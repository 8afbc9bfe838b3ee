//! Ordered region set with a spatial pre-filter.

use rstar::{RTree, RTreeObject, AABB};

use super::geometry;
use crate::models::{GeoPoint, Region};

/// R-tree entry pointing back at a region by its position in the dataset
#[derive(Clone)]
struct IndexedRegion {
    position: usize,
    envelope: AABB<[f64; 2]>,
}

impl RTreeObject for IndexedRegion {
    type Envelope = AABB<[f64; 2]>;

    fn envelope(&self) -> Self::Envelope {
        self.envelope
    }
}

impl IndexedRegion {
    fn new(position: usize, region: &Region) -> Option<Self> {
        let (min_x, min_y, max_x, max_y) = region.bbox()?;
        Some(Self {
            position,
            envelope: AABB::from_corners([min_x, min_y], [max_x, max_y]),
        })
    }
}

/// An ordered list of regions loaded from one file.
///
/// Order matters: when boundaries overlap, the earliest region wins.
pub struct Dataset {
    regions: Vec<Region>,
    tree: RTree<IndexedRegion>,
}

impl Dataset {
    /// Build the dataset and its bounding-box index
    pub fn build(regions: Vec<Region>) -> Self {
        // Regions with an empty boundary have no bbox and can never match
        let indexed: Vec<IndexedRegion> = regions
            .iter()
            .enumerate()
            .filter_map(|(position, region)| IndexedRegion::new(position, region))
            .collect();

        Self {
            tree: RTree::bulk_load(indexed),
            regions,
        }
    }

    /// Find the first region (in dataset order) whose boundary contains the point
    pub fn find(&self, point: &GeoPoint) -> Option<&Region> {
        let query_envelope = AABB::from_point([point.lon, point.lat]);

        // R-tree iteration order is arbitrary; restore dataset order before testing
        let mut candidates: Vec<usize> = self
            .tree
            .locate_in_envelope_intersecting(&query_envelope)
            .map(|entry| entry.position)
            .collect();
        candidates.sort_unstable();

        candidates
            .into_iter()
            .map(|position| &self.regions[position])
            .find(|region| geometry::contains(&region.boundary, point))
    }

    pub fn regions(&self) -> &[Region] {
        &self.regions
    }

    pub fn len(&self) -> usize {
        self.regions.len()
    }

    pub fn is_empty(&self) -> bool {
        self.regions.is_empty()
    }
}

impl std::fmt::Debug for Dataset {
    fn fmt(&self, f: &mut std::fmt::Formatter<'_>) -> std::fmt::Result {
        f.debug_struct("Dataset")
            .field("regions", &self.regions.len())
            .finish()
    }
}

_Problem details_:
Start at the first line and transcribe the data exactly through the last.

_Exercise response_:
repository 8afbc9bfe838b3ee
//! Ordered region set with a spatial pre-filter.

use rstar::{RTree, RTreeObject, AABB};

use super::geometry;
use crate::models::{GeoPoint, Region};

/// R-tree entry pointing back at a region by its position in the dataset
#[derive(Clone)]
struct IndexedRegion {
    position: usize,
    envelope: AABB<[f64; 2]>,
}

impl RTreeObject for IndexedRegion {
    type Envelope = AABB<[f64; 2]>;

    fn envelope(&self) -> Self::Envelope {
        self.envelope
    }
}

impl IndexedRegion {
    fn new(position: usize, region: &Region) -> Option<Self> {
        let (min_x, min_y, max_x, max_y) = region.bbox()?;
        Some(Self {
            position,
            envelope: AABB::from_corners([min_x, min_y], [max_x, max_y]),
        })
    }
}

/// An ordered list of regions loaded from one file.
///
/// Order matters: when boundaries overlap, the earliest region wins.
pub struct Dataset {
    regions: Vec<Region>,
    tree: RTree<IndexedRegion>,
}

impl Dataset {
    /// Build the dataset and its bounding-box index
    pub fn build(regions: Vec<Region>) -> Self {
        // Regions with an empty boundary have no bbox and can never match
        let indexed: Vec<IndexedRegion> = regions
            .iter()
            .enumerate()
            .filter_map(|(position, region)| IndexedRegion::new(position, region))
            .collect();

        Self {
            tree: RTree::bulk_load(indexed),
            regions,
        }
    }

    /// Find the first region (in dataset order) whose boundary contains the point
    pub fn find(&self, point: &GeoPoint) -> Option<&Region> {
        let query_envelope = AABB::from_point([point.lon, point.lat]);

        // R-tree iteration order is arbitrary; restore dataset order before testing
        let mut candidates: Vec<usize> = self
            .tree
            .locate_in_envelope_intersecting(&query_envelope)
            .map(|entry| entry.position)
            .collect();
        candidates.sort_unstable();

        candidates
            .into_iter()
            .map(|position| &self.regions[position])
            .find(|region| geometry::contains(&region.boundary, point))
    }

    pub fn regions(&self) -> &[Region] {
        &self.regions
    }

    pub fn len(&self) -> usize {
        self.regions.len()
    }

    pub fn is_empty(&self) -> bool {
        self.regions.is_empty()
    }
}

impl std::fmt::Debug for Dataset {
    fn fmt(&self, f: &mut std::fmt::Formatter<'_>) -> std::fmt::Result {
        f.debug_struct("Dataset")
            .field("regions", &self.regions.len())
            .finish()
    }
}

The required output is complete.